Extracted records:

BEGIN

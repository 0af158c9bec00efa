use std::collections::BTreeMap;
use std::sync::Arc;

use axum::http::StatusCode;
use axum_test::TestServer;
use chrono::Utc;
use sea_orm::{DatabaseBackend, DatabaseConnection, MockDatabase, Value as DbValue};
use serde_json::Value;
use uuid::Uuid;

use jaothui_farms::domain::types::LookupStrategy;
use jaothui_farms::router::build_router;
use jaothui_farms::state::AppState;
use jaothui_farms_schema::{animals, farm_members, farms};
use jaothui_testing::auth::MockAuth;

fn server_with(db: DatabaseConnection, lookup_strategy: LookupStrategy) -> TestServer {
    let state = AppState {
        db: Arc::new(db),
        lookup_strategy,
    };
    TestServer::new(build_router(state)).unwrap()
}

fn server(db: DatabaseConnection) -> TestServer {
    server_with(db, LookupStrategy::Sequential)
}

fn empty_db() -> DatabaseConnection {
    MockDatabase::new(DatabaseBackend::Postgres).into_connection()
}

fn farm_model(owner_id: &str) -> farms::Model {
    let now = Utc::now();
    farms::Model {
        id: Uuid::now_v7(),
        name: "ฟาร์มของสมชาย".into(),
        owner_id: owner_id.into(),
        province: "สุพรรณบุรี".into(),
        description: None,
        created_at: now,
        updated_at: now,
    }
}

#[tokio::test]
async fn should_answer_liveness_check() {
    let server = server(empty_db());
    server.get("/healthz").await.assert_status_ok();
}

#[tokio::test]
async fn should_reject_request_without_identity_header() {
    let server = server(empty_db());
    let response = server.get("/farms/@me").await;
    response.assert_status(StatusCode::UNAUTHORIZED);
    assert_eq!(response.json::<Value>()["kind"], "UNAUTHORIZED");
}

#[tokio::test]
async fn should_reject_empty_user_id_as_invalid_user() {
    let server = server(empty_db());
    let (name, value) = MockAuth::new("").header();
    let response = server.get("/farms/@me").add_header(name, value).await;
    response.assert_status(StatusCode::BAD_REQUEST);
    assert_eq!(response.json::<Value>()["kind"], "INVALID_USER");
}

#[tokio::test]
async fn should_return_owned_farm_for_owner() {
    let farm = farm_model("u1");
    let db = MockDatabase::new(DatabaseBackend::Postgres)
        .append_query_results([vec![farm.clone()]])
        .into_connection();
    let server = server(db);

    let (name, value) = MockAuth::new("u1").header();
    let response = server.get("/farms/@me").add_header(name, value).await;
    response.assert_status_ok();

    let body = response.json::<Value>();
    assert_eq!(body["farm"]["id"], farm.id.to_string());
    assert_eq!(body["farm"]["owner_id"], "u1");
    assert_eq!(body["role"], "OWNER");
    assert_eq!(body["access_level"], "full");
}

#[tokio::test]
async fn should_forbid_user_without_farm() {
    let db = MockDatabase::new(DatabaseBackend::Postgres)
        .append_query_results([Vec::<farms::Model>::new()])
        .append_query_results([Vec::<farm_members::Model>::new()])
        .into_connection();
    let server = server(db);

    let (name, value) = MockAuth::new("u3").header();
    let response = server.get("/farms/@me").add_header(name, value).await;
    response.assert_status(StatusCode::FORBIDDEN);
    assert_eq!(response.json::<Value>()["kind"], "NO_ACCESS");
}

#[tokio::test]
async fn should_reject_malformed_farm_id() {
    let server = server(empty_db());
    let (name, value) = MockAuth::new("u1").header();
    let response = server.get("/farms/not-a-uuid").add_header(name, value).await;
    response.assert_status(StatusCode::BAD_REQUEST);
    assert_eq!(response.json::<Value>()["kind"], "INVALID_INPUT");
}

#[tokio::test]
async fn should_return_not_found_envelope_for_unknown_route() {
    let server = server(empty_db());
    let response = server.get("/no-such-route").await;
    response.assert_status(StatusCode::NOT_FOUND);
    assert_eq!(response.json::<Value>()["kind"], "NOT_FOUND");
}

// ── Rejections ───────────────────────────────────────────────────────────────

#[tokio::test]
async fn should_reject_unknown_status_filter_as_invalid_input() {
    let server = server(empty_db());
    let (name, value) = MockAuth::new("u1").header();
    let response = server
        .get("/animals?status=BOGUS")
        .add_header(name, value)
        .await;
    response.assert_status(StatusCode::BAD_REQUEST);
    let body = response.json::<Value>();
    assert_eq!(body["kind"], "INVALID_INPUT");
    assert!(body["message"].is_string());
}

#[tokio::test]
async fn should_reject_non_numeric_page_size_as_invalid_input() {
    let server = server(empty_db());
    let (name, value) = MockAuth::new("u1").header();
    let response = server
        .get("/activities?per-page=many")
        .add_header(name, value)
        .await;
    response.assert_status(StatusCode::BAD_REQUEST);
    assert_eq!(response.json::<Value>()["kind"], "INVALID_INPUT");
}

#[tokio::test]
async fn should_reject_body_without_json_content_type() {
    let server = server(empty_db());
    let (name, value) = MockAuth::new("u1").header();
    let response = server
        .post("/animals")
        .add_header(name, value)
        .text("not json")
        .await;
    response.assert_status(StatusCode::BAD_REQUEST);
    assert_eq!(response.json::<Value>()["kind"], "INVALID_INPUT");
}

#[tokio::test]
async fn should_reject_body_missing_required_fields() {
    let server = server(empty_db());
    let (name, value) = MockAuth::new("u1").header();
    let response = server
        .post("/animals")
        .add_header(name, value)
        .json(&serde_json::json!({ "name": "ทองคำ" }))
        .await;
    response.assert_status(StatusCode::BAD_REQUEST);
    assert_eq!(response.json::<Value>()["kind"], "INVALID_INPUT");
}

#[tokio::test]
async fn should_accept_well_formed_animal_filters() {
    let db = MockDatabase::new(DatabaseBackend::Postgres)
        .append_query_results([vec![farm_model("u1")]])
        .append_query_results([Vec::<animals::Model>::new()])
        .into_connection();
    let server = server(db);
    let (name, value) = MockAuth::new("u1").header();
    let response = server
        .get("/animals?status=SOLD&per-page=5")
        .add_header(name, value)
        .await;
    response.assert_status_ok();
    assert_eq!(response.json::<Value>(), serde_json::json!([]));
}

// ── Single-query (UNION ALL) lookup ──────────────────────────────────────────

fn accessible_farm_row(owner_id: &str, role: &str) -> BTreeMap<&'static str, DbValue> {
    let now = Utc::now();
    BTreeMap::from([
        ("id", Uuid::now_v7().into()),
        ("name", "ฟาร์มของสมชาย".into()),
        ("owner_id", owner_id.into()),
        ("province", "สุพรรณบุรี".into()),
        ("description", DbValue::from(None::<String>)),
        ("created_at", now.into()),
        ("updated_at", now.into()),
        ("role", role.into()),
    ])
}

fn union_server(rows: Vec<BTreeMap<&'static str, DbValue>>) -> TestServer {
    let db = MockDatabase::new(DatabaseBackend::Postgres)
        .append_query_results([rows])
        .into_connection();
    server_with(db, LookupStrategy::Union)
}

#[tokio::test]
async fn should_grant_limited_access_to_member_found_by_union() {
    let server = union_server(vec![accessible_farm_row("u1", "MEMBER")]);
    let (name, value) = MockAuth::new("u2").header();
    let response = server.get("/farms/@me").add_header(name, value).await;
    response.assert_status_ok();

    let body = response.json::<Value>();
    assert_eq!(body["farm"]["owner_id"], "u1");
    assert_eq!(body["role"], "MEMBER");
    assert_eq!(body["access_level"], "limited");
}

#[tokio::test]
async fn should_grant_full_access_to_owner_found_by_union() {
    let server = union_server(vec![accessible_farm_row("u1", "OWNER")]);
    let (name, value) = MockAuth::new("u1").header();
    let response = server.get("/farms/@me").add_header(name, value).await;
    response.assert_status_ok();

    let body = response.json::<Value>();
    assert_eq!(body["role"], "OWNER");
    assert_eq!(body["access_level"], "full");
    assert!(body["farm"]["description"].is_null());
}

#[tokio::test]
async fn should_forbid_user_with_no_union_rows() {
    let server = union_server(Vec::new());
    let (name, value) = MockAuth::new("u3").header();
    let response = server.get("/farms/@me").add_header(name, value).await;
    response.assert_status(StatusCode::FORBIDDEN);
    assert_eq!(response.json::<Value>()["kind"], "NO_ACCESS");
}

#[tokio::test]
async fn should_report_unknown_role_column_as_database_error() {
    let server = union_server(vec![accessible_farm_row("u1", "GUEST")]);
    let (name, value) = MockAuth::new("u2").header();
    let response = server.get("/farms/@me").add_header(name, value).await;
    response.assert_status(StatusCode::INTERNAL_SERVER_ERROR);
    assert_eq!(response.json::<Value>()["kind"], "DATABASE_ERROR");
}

END

** WORK ITEM **
Wherever the word "LookupStrategy" appears in the records above, copy that line.

** WORKED SOLUTION **
use jaothui_farms::domain::types::LookupStrategy;
fn server_with(db: DatabaseConnection, lookup_strategy: LookupStrategy) -> TestServer {
    server_with(db, LookupStrategy::Sequential)
    server_with(db, LookupStrategy::Union)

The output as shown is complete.